Los vampiritos dándose vida
Ilustración: Claudia Legnazzi
Se puede decir, entonces, que los poemas que escriben con sangre este par de pequeños elegidos por la Diosa Blanca (poemas sonoros de resonancias primitivas compuestos por un estridente y rítmico percutir de chasquidos, gritos, aleteos, succiones, pujiditos, ¡aaahs! de satisfacción y deleite, algún eructo y quizá algún pedo o ráfaga de pedos), no son una serie de muertes que puedan contemplarse como una irrefutable celebración del asesinato considerado como una de las bellas artes (Thomas de Quincey dixit), sino el preámbulo de “la más temible invasión de vampiros” de que se tenga memoria en la multitudinaria Chilangolandia, pese a que el más antiguo de sus antepasados que originó la diáspora de la especie: el Anciano de la Montaña, que vivía en el Alamut (“que quiere decir ‘Nido de Aguila’”), “un castillo situado al sur del Mar Caspio”, haya cimentado su leyenda y castigo sobre la base de un sinnúmero de horripilantes asesinatos. 

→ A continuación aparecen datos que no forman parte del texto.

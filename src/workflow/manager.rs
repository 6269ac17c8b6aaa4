//! Shared base of the pre and post workflow managers: operator selection,
//! workflow launch, process status publication and workflow bookkeeping.

use chrono::Utc;
use dashmap::DashMap;
use std::fmt;
use std::sync::atomic::{AtomicUsize, Ordering};
use std::sync::Arc;
use tokio::sync::{Mutex, OwnedMutexGuard};
use tracing::{debug, info, warn};
use uuid::Uuid;

use crate::config::{ClusterConfig, WorkflowManagerConfig};
use crate::error::{OrchestratorError, OrchestratorResult};
use crate::events::{StatusEvent, StatusPublisher};
use crate::executor::WorkflowOperator;
use crate::metrics::OrchestratorMetrics;
use crate::models::{ProcessStatus, ProcessWorkflow};
use crate::registry::RegistryService;
use crate::state_machine::ProcessState;
use crate::tasks::{ProcessScope, TaskChain};

/// Which chain a workflow runs
#[derive(Debug, Clone, Copy, PartialEq, Eq, Hash)]
pub enum WorkflowPhase {
    Pre,
    Post,
    Cancel,
}

impl WorkflowPhase {
    /// Tag persisted with the workflow registration and embedded in names
    pub fn tag(&self) -> &'static str {
        match self {
            Self::Pre => "PRE",
            Self::Post => "POST",
            Self::Cancel => "CANCEL",
        }
    }
}

impl fmt::Display for WorkflowPhase {
    fn fmt(&self, f: &mut fmt::Formatter<'_>) -> fmt::Result {
        f.write_str(self.tag())
    }
}

/// `<process id>-<PHASE>-<uuid>`
pub fn workflow_name(process_id: &str, phase: WorkflowPhase) -> String {
    format!("{process_id}-{}-{}", phase.tag(), Uuid::new_v4())
}

/// Per-process async mutexes serializing builder invocations for the same
/// process. Cloning shares the underlying table. An entry lives only while a
/// guard holds it or a caller waits on it.
#[derive(Debug, Clone, Default)]
pub struct ProcessLocks {
    locks: Arc<DashMap<String, Arc<Mutex<()>>>>,
}

impl ProcessLocks {
    pub fn new() -> Self {
        Self::default()
    }

    pub async fn lock(&self, process_id: &str) -> ProcessLockGuard {
        // cloned under the shard lock, so a releasing guard sees this waiter
        let mutex = self
            .locks
            .entry(process_id.to_string())
            .or_insert_with(|| Arc::new(Mutex::new(())))
            .clone();
        let guard = mutex.lock_owned().await;
        ProcessLockGuard {
            guard: Some(guard),
            process_id: process_id.to_string(),
            locks: Arc::clone(&self.locks),
        }
    }

    /// Processes currently locked or awaited
    pub fn len(&self) -> usize {
        self.locks.len()
    }

    pub fn is_empty(&self) -> bool {
        self.locks.is_empty()
    }
}

/// Holds one process's lock; the table entry goes away with the last user
#[derive(Debug)]
pub struct ProcessLockGuard {
    guard: Option<OwnedMutexGuard<()>>,
    process_id: String,
    locks: Arc<DashMap<String, Arc<Mutex<()>>>>,
}

impl Drop for ProcessLockGuard {
    fn drop(&mut self) {
        drop(self.guard.take());
        self.locks
            .remove_if(&self.process_id, |_, mutex| Arc::strong_count(mutex) == 1);
    }
}

/// Builds the operator handle for one named cluster
pub type OperatorFactory = dyn Fn(&str) -> Arc<dyn WorkflowOperator> + Send + Sync;

pub struct WorkflowManager {
    name: String,
    operators: Vec<Arc<dyn WorkflowOperator>>,
    next_operator: AtomicUsize,
    registry: Arc<dyn RegistryService>,
    publisher: Arc<dyn StatusPublisher>,
    locks: ProcessLocks,
    metrics: Arc<OrchestratorMetrics>,
}

impl fmt::Debug for WorkflowManager {
    fn fmt(&self, f: &mut fmt::Formatter<'_>) -> fmt::Result {
        f.debug_struct("WorkflowManager")
            .field("name", &self.name)
            .field("operators", &self.operator_names())
            .finish()
    }
}

impl WorkflowManager {
    /// Manager over an explicit operator list
    pub fn new(
        name: impl Into<String>,
        operators: Vec<Arc<dyn WorkflowOperator>>,
        registry: Arc<dyn RegistryService>,
        publisher: Arc<dyn StatusPublisher>,
        locks: ProcessLocks,
        metrics: Arc<OrchestratorMetrics>,
    ) -> OrchestratorResult<Self> {
        let name = name.into();
        if operators.is_empty() {
            return Err(OrchestratorError::InvalidState(format!(
                "Workflow manager {name} has no workflow operators"
            )));
        }
        Ok(Self {
            name,
            operators,
            next_operator: AtomicUsize::new(0),
            registry,
            publisher,
            locks,
            metrics,
        })
    }

    /// One operator per configured cluster when load balancing, otherwise a
    /// single operator for the default cluster
    pub fn from_config(
        config: &WorkflowManagerConfig,
        clusters: &ClusterConfig,
        factory: &OperatorFactory,
        registry: Arc<dyn RegistryService>,
        publisher: Arc<dyn StatusPublisher>,
        locks: ProcessLocks,
        metrics: Arc<OrchestratorMetrics>,
    ) -> OrchestratorResult<Self> {
        let cluster_names: Vec<&str> =
            if config.load_balance_clusters && !clusters.cluster_names.is_empty() {
                clusters.cluster_names.iter().map(String::as_str).collect()
            } else {
                vec![clusters.default_cluster.as_str()]
            };

        info!(
            manager = %config.name,
            load_balance = config.load_balance_clusters,
            clusters = ?cluster_names,
            "Initializing workflow operators"
        );

        let operators = cluster_names.into_iter().map(factory).collect();
        Self::new(
            config.name.clone(),
            operators,
            registry,
            publisher,
            locks,
            metrics,
        )
    }

    pub fn name(&self) -> &str {
        &self.name
    }

    pub fn registry(&self) -> &dyn RegistryService {
        self.registry.as_ref()
    }

    pub fn publisher(&self) -> &dyn StatusPublisher {
        self.publisher.as_ref()
    }

    pub fn metrics(&self) -> &OrchestratorMetrics {
        &self.metrics
    }

    pub fn locks(&self) -> &ProcessLocks {
        &self.locks
    }

    pub fn operator_names(&self) -> Vec<&str> {
        self.operators.iter().map(|op| op.cluster_name()).collect()
    }

    /// Round-robin over the operators, wrapping on counter overflow
    pub fn next_operator(&self) -> Arc<dyn WorkflowOperator> {
        let turn = self.next_operator.fetch_add(1, Ordering::Relaxed);
        Arc::clone(&self.operators[turn % self.operators.len()])
    }

    pub async fn launch_workflow(
        &self,
        workflow_name: &str,
        chain: TaskChain,
    ) -> OrchestratorResult<String> {
        let operator = self.next_operator();
        debug!(
            manager = %self.name,
            cluster = %operator.cluster_name(),
            workflow_name = %workflow_name,
            tasks = chain.len(),
            "Launching workflow"
        );
        let workflow_id = operator.launch_workflow(workflow_name, chain, true).await?;
        Ok(workflow_id)
    }

    /// Persist the process state, then notify subscribers
    pub async fn publish_process_status(
        &self,
        scope: &ProcessScope,
        state: ProcessState,
    ) -> OrchestratorResult<()> {
        self.registry
            .update_process_status(&scope.process_id, ProcessStatus::now(state))
            .await?;
        self.publisher
            .publish(StatusEvent::process(state, scope.clone()))
            .await?;
        info!(
            process_id = %scope.process_id,
            experiment_id = %scope.experiment_id,
            state = %state,
            "Published process status"
        );
        Ok(())
    }

    /// Best effort: a failed registration is logged and otherwise ignored
    pub async fn register_workflow_for_process(
        &self,
        process_id: &str,
        workflow_id: &str,
        phase: WorkflowPhase,
    ) {
        let record = ProcessWorkflow {
            process_id: process_id.to_string(),
            workflow_id: workflow_id.to_string(),
            phase: phase.tag().to_string(),
            created_at: Utc::now(),
        };
        if let Err(err) = self.registry.add_process_workflow(record).await {
            warn!(
                process_id = %process_id,
                workflow_id = %workflow_id,
                phase = %phase,
                error = %err,
                "Failed to save workflow for process"
            );
        }
    }
}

Lop y Kiria recorriendo las calles de Chilangolandia
Ilustración: Claudia Legnazzi
     Es decir, los pequeños dejan vivitos y coleando a sus víctimas, que ineludiblemente se transforman en vampiros propagadores de la peste. Cuando el profesor descubre sus andanzas al oír la noticia de que un vampiro chupó a su novia en terrenos de la Universidad, empieza a ser consumido por una creciente depresión que lo arroja a la cama. Así, cuando los pequeños organizan su fiesta de cumpleaños (“caía a la mitad de octubre, justo el día de luna llena”) e invitan a sus compañeros de escuela, el profesor Tarantado supone lo que ocurrirá entre sus planes que, para el caso, sucede durante el juego de las escondidas con la luz apagada. Después de haber chupado a sus todos sus cuates del colegio (“lo hicieron suavemente, sin lastimarlos”) y ya han encendido la luz para devorar el pastel (pese a que a los vampiros sólo beben sangre humana), el profesor despierta súbitamente en su cuarto y ve por la ventana “cómo una gigantesca nube negra cubría la luna, mientras un aullido terrorífico resonaba en la noche.”


Francisco Serrano, Los vampiritos y el profesor. Láminas en color de Claudia Legnazzi. Serie EnCuento. CIDCLI/CONACULTA. México, 1998. 36 pp.